_Work required_. A verbatim transcript of the lines below, starting at the first and ending with the one that holds "Errors raised while", is what should be produced.

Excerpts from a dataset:
<<<<
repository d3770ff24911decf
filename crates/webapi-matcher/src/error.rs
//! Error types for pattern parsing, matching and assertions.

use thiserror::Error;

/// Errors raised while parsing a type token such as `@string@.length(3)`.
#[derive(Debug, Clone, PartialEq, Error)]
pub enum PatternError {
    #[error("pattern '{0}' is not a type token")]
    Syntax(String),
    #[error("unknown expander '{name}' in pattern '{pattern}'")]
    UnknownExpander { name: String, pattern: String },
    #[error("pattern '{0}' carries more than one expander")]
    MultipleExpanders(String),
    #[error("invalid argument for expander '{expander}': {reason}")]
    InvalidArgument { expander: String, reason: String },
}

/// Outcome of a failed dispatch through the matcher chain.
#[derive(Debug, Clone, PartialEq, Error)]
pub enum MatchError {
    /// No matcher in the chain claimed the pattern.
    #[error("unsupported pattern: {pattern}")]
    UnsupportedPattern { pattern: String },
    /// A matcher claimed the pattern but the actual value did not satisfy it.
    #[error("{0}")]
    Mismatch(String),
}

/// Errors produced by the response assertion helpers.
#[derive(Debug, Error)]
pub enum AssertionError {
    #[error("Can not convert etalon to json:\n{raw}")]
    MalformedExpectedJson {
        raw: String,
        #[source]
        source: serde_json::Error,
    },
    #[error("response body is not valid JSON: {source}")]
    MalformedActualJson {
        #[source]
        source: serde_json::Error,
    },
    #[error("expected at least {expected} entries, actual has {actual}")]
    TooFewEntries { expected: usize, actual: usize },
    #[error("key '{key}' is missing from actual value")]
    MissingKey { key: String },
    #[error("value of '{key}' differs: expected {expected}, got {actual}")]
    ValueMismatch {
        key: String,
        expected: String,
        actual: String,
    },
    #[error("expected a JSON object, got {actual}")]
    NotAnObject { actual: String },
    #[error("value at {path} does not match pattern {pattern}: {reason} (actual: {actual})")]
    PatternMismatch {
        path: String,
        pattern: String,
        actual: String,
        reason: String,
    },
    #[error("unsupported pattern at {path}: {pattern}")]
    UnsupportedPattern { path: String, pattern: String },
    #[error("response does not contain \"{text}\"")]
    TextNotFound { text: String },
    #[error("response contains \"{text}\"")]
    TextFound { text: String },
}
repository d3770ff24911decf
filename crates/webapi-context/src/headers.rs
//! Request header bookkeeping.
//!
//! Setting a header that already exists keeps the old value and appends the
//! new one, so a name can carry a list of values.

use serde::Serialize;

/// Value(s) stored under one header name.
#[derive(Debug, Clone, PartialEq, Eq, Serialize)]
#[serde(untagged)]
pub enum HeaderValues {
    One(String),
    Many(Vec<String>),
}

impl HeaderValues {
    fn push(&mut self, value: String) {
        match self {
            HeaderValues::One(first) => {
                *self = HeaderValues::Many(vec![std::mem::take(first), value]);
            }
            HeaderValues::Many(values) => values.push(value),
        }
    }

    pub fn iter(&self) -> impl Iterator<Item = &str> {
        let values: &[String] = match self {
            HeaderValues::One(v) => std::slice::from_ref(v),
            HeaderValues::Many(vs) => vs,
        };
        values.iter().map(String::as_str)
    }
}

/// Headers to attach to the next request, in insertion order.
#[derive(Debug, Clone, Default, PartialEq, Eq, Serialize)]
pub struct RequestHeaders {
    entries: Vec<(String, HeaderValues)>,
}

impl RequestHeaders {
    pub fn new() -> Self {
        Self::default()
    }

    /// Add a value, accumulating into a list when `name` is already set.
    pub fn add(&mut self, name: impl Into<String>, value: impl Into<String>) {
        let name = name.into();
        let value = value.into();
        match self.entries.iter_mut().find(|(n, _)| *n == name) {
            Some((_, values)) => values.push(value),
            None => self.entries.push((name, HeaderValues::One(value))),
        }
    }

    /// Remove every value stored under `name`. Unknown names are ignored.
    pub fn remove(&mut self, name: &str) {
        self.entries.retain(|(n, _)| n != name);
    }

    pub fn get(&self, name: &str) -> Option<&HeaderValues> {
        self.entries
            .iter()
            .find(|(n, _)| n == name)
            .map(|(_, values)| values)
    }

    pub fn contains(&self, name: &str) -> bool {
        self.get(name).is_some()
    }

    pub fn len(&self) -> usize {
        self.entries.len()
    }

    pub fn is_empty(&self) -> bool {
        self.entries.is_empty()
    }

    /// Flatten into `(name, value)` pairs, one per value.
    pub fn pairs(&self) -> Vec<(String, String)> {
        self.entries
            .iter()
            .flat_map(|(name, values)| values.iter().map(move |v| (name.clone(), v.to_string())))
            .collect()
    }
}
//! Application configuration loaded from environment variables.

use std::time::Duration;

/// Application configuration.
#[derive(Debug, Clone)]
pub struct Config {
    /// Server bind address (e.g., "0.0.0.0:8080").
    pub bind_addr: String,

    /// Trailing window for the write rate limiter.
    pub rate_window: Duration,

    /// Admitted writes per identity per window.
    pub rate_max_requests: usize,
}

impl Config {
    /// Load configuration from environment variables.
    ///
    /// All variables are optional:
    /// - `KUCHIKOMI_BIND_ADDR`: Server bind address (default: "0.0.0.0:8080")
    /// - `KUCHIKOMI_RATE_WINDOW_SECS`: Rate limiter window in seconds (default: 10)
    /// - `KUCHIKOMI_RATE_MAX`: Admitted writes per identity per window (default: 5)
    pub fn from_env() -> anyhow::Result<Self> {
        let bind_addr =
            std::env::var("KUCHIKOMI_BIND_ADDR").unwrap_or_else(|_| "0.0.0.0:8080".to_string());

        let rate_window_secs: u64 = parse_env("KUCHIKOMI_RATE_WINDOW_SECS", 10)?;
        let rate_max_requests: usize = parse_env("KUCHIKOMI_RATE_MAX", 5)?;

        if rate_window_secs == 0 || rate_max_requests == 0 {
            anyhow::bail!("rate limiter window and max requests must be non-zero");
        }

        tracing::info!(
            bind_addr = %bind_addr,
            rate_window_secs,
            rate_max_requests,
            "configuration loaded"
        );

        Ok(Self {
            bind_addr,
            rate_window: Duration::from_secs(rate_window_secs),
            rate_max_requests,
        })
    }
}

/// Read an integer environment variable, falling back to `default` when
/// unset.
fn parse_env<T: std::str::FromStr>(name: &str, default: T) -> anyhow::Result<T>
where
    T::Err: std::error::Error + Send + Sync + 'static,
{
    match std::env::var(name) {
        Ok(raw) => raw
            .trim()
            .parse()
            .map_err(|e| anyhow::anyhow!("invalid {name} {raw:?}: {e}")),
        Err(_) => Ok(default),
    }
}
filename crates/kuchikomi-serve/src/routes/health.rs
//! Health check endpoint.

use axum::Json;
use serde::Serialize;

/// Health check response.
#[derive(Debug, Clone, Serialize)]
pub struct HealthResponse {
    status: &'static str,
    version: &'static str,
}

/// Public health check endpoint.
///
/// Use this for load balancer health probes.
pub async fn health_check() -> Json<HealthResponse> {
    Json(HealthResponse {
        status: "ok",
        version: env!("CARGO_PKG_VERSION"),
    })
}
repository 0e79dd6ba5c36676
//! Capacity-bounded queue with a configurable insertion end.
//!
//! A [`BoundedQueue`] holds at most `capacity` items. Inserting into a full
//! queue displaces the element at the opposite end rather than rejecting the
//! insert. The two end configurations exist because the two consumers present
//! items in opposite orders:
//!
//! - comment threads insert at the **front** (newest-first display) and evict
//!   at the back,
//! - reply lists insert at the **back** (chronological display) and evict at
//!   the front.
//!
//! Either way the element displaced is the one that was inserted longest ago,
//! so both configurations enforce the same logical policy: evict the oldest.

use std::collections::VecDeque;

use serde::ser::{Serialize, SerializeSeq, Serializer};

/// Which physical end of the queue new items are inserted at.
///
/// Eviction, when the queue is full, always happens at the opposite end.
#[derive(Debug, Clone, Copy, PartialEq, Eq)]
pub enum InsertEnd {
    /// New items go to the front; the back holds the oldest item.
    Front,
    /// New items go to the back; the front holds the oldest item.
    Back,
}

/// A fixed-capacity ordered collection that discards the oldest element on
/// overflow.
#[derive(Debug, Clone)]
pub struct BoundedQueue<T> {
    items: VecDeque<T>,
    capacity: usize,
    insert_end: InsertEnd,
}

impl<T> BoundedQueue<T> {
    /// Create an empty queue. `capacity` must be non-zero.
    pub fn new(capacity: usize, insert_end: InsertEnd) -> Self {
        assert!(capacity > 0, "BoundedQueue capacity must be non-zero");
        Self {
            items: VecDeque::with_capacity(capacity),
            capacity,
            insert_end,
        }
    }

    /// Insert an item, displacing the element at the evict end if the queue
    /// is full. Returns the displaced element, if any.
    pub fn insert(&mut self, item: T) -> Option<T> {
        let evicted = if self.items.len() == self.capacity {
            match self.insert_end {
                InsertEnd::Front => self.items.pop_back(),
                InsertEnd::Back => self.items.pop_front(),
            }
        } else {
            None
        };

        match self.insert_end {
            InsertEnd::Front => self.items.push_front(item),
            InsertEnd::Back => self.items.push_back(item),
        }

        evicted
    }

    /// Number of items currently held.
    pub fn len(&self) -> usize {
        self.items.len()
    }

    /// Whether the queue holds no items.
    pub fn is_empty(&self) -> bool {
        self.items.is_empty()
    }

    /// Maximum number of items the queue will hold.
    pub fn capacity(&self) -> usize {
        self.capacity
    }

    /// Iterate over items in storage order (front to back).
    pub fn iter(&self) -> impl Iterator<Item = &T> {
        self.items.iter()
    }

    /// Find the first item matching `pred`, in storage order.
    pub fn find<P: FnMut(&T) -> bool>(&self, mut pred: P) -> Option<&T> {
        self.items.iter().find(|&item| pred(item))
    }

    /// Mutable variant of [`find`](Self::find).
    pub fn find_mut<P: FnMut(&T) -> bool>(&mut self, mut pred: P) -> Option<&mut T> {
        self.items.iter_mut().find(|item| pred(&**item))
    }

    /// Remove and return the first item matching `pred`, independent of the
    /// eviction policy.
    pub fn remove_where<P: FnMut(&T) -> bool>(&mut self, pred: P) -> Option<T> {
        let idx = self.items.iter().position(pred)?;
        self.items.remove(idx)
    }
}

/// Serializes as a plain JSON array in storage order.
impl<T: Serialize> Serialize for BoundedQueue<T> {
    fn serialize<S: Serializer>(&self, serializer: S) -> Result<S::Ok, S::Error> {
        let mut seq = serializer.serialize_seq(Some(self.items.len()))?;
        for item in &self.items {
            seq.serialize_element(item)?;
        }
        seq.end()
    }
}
>>>>
_Task result_.
repository d3770ff24911decf
filename crates/webapi-matcher/src/error.rs
//! Error types for pattern parsing, matching and assertions.

use thiserror::Error;

/// Errors raised while parsing a type token such as `@string@.length(3)`.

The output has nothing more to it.